Days 68-70/ May 5th-7th – Salem, IL to East St. Louis, IL: The centre of things

For several days now we’ve been drawing nearer to St. Louis, and it’s begun to loom ahead of us in our imagination like some Emerald City rising out of these endless flat plains.  On Wednesday morning we passed a highway distance sign reading ‘St. Louis: 60’, and it’s a measure of how much stronger and fitter we’ve become over the last two months that we were confident of reaching its outskirts by Friday afternoon – and duly did.

We had to work for it: based on an algorithm of our own devising that takes into account the speed, frequency and size of vehicles and the width of the shoulder, the long stretch of road into Carlyle was one of the very worst yet on the walk, a stream of high-speed trucks rumbling by only feet away from us.  Perhaps unsurprisingly, the road was also thick with road-kill, a charnel-house of dead cats and possums.

Sally walking in southern Illinois

Sally eats up the miles towards St. Louis

At Salem, we crossed under the teeming lanes of I-57, and rejoined the ecosystem of motel and restaurant chains that feeds off American interstates.  It was a substantial place, the seat of Marion County, but strangely anonymous.  It has two somewhat dubious claims to fame, as the home of Miracle Whip (banned as a biological weapon in some countries) and of William Jennings Bryan, who had the unique distinction of unsuccessfully running for President three times, before winning infamy as the Creationist prosecutor in the Scopes ‘Monkey’ Trial in Tennessee in 1925.  It’s often forgotten that he actually won the case – a low point, even for Tennessee – but he didn’t have long to savour his victory, as he died just five days later.
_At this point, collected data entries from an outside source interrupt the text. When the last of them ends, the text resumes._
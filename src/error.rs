//! Error types for the wedge sweep submitter.
//!
//! Errors are grouped by the layer that raises them: configuration problems are
//! fatal before anything is submitted, resolution problems are fatal for one
//! combination, and transport problems are recorded against a single job.

use thiserror::Error;

/// Malformed or contradictory sweep configuration.
#[derive(Debug, Error)]
pub enum ConfigError {
    #[error("Invalid axis {node}.{param}: {reason}")]
    InvalidAxis {
        node: String,
        param: String,
        reason: String,
    },

    #[error("Wedges were declared but no axis could be built from them")]
    EmptyWedge,

    #[error("Conflicting axes: more than one wedge targets {node}.{param}")]
    ConflictingAxis { node: String, param: String },

    #[error("Malformed wedge config: {0}")]
    Malformed(String),

    #[error("Settings error: {0}")]
    Settings(String),

    #[error("Config I/O error on {path}: {source}")]
    Io {
        path: std::path::PathBuf,
        #[source]
        source: std::io::Error,
    },
}

impl From<config::ConfigError> for ConfigError {
    fn from(err: config::ConfigError) -> Self {
        ConfigError::Settings(err.to_string())
    }
}

/// A target named by the config could not be located in the workflow graph.
#[derive(Debug, Error)]
pub enum ResolutionError {
    #[error("Node not found: '{target}' matches neither a node id nor a node title")]
    NodeNotFound { target: String },

    #[error("Node title '{target}' is ambiguous, matching nodes: {}", list(.candidates))]
    AmbiguousNode {
        target: String,
        candidates: Vec<String>,
    },

    #[error("Parameter '{param}' not found on node '{target}' (id {node_id})")]
    ParameterNotFound {
        target: String,
        node_id: String,
        param: String,
    },

    #[error(
        "Output node is ambiguous; candidates: {}. Rename the desired node to match --output-node.",
        list(.candidates)
    )]
    AmbiguousOutputNode { candidates: Vec<String> },

    #[error(
        "No output node found (candidates: {}). Title a node to match --output-node or keep exactly one save node.",
        list(.candidates)
    )]
    OutputNodeNotFound { candidates: Vec<String> },
}

fn list(candidates: &[String]) -> String {
    if candidates.is_empty() {
        "none".to_string()
    } else {
        candidates.join(", ")
    }
}

/// Failures talking to the inference server.
#[derive(Debug, Error)]
pub enum TransportError {
    #[error("Server unreachable at {url}: {message}")]
    Unreachable { url: String, message: String },

    #[error("Submission rejected (status {status}): {message}")]
    Rejected { status: u16, message: String },

    #[error("Protocol error: {0}")]
    Protocol(String),

    #[error("Request timeout: {0}")]
    Timeout(String),
}

impl TransportError {
    /// True when the server could not be contacted at all.
    pub fn is_unreachable(&self) -> bool {
        matches!(self, TransportError::Unreachable { .. })
    }
}

/// Top-level error for sweep runs.
#[derive(Debug, Error)]
pub enum WedgeError {
    #[error("Configuration error: {0}")]
    Config(#[from] ConfigError),

    #[error("Resolution error: {0}")]
    Resolution(#[from] ResolutionError),

    #[error("Transport error: {0}")]
    Transport(#[from] TransportError),

    #[error("Combination {index}: {source}")]
    Job {
        index: usize,
        #[source]
        source: Box<WedgeError>,
    },

    #[error("Workflow error: {0}")]
    Workflow(String),
}

impl WedgeError {
    /// Attach the 1-based combination index to an error raised while handling it.
    pub fn at(index: usize, err: impl Into<WedgeError>) -> Self {
        WedgeError::Job {
            index,
            source: Box::new(err.into()),
        }
    }

    /// Strip any `Job` wrappers to reach the underlying error.
    pub fn root(&self) -> &WedgeError {
        match self {
            WedgeError::Job { source, .. } => source.root(),
            other => other,
        }
    }

    pub fn is_config(&self) -> bool {
        matches!(self.root(), WedgeError::Config(_))
    }

    pub fn is_resolution(&self) -> bool {
        matches!(self.root(), WedgeError::Resolution(_))
    }
}
//! Job planning: everything that happens to a combination before it touches
//! the network.

use crate::combination::{Combination, CombinationPlan};
use crate::config::WedgeConfig;
use crate::error::WedgeError;
use crate::naming;
use crate::orchestrator::RunOptions;
use crate::transport::JobRequest;
use crate::workflow::{annotate, patch, resolve_output_node, set_output_prefix, WorkflowGraph};
use serde_json::Value;
use std::path::{Path, PathBuf};

/// A combination resolved into a submittable graph.
#[derive(Debug, Clone, PartialEq)]
pub struct Job {
    pub index: usize,
    pub combination: Combination,
    pub output_name: String,
    pub output_path: PathBuf,
    pub output_node: String,
    pub graph: WorkflowGraph,
    pub metadata: Value,
}

impl Job {
    pub fn request(&self) -> Result<JobRequest, WedgeError> {
        Ok(JobRequest {
            prompt: self.graph.to_json()?,
            extra_pnginfo: self.metadata.clone(),
        })
    }
}

/// Base workflow, wedge config, and the combination plan they produce.
#[derive(Debug, Clone)]
pub struct Sweep {
    base: WorkflowGraph,
    config: WedgeConfig,
    plan: CombinationPlan,
    config_json: Value,
}

impl Sweep {
    /// Expand the config's axes under `options`. Axis and wedge errors surface
    /// here, before anything is submitted.
    pub fn new(
        base: WorkflowGraph,
        config: WedgeConfig,
        options: &RunOptions,
    ) -> Result<Self, WedgeError> {
        let plan = CombinationPlan::for_declared(
            &config.axes,
            config.declared_wedges,
            options.limit,
            options.max_axis_values,
        )?;
        let config_json = config.to_json();
        Ok(Self {
            base,
            config,
            plan,
            config_json,
        })
    }

    pub fn plan(&self) -> &CombinationPlan {
        &self.plan
    }

    pub fn config(&self) -> &WedgeConfig {
        &self.config
    }

    pub fn base(&self) -> &WorkflowGraph {
        &self.base
    }

    /// Resolve one combination into a job. Pure: the base graph is only read.
    pub fn plan_job(&self, combo: &Combination, options: &RunOptions) -> Result<Job, WedgeError> {
        let index = combo.index;
        let mut graph =
            patch(&self.base, &self.config.overrides, combo).map_err(|e| WedgeError::at(index, e))?;

        let output_node =
            resolve_output_node(&graph, options.output_title.as_deref(), &options.save_class)
                .map_err(|e| WedgeError::at(index, e))?;

        let output_name = naming::output_name(combo, &self.config.filename_prefix);
        let output_path = naming::output_path(
            Path::new(&self.config.output_folder),
            combo,
            &self.config.filename_prefix,
        );
        set_output_prefix(&mut graph, &output_node, &path_string(&output_path))
            .map_err(|e| WedgeError::at(index, e))?;

        let metadata = annotate(&self.config_json, combo, self.plan.planned(), &output_name);

        Ok(Job {
            index,
            combination: combo.clone(),
            output_name,
            output_path,
            output_node,
            graph,
            metadata,
        })
    }

    /// Every planned job, computed without any transport. Stops at the first
    /// combination that cannot be resolved.
    pub fn dry_run(&self, options: &RunOptions) -> Result<Vec<Job>, WedgeError> {
        self.plan
            .iter()
            .map(|combo| self.plan_job(&combo, options))
            .collect()
    }
}

/// Server-side prefixes always use forward slashes.
fn path_string(path: &Path) -> String {
    path.components()
        .map(|c| c.as_os_str().to_string_lossy().into_owned())
        .collect::<Vec<_>>()
        .join("/")
}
Death was also on our minds at Beckemeyer.  We stopped to rest in its cemetery, which recorded the changing pattern of emigration to the tiny town and to America in general.  It was dominated by the graves of various 19th– and 20th-century Beckemeyers, Heckelbecks, Fehrings and Griesbaums, but in a shady corner towards the back was a small cluster of newer graves, of Lopezes and Perezes.  At the entrance to town was a memorial to local coal-miners, who died here in their scores until the town’s mine was exhausted in the Thirties.  Today it seemed that the greatest risk here was of dying of boredom.

Dead deer in graveyard in Beckemeyer

Beckemeyer: If you have to get hit by a car, may as well be here

We notched up a minor landmark on our walk in Sandoval, where Route 50 (which we were following, running east-west) meets Route 51 (running north-south); before interstates were built in the Fifties, this was the dead centre of the US road system, with an equal number of highways to the north, south, east and west.  With barely 1,500 people, it was an unlikely hub, but it managed to sustain no fewer than five churches, while the sign outside Sandoval Grade School made the boastful but non-specific claim that ‘Sandoval Students are #1’, and cheerily advertised something called ‘Quilt Bingo’ in the gym at the weekend.

Mother's Day car wash

Mother's Day, Illinois-style

From a distance, the pale little suburban grids of houses in Breese, where we spent the next night, looked like one of those model villages built in the desert by the US military to measure the effects of nuclear blasts.  But it seemed like a happy, thriving little town.  The local chamber of commerce was lunching in Wendy’s, and in the window of the local bank a sign invited participants for an over-35 softball league in the summer.  Central Community High School (‘Home of the Cougars’) was celebrating its second place in the State Dairy Contest, and outside the John Deere outlet a group of portly farmers were vigorously debating the merits of different models of tractors.  By six o’clock, the streets were empty; presumably, like us, the citizens of Breese were holed up at home, glued to the live coverage of the British general election and the early results from Sunderland South.

The electronic sign outside the Knotty Pine Inn & Motel in Breese this morning read ‘Time to Start Enjoying Outdoor Activities’.  We took it at its word with a record 29-mile walk into East St. Louis.  We walked out of town exchanging cheerful waves with spotty boys and spray-tanned girls driving into school together in dune-buggies and pick-ups, then walked for hours along a largely empty Highway 50 through barren fields and into a ceaseless wind.  It was more like hiking across Patagonia than Illinois.  But gradually, we began to see unmistakeable signs that we were getting nearer to the city: yellow newspaper boxes for the St. Louis Post-Dispatch, bus stops, malls and even, at the end of the day, a metro line, which we gratefully took into the city.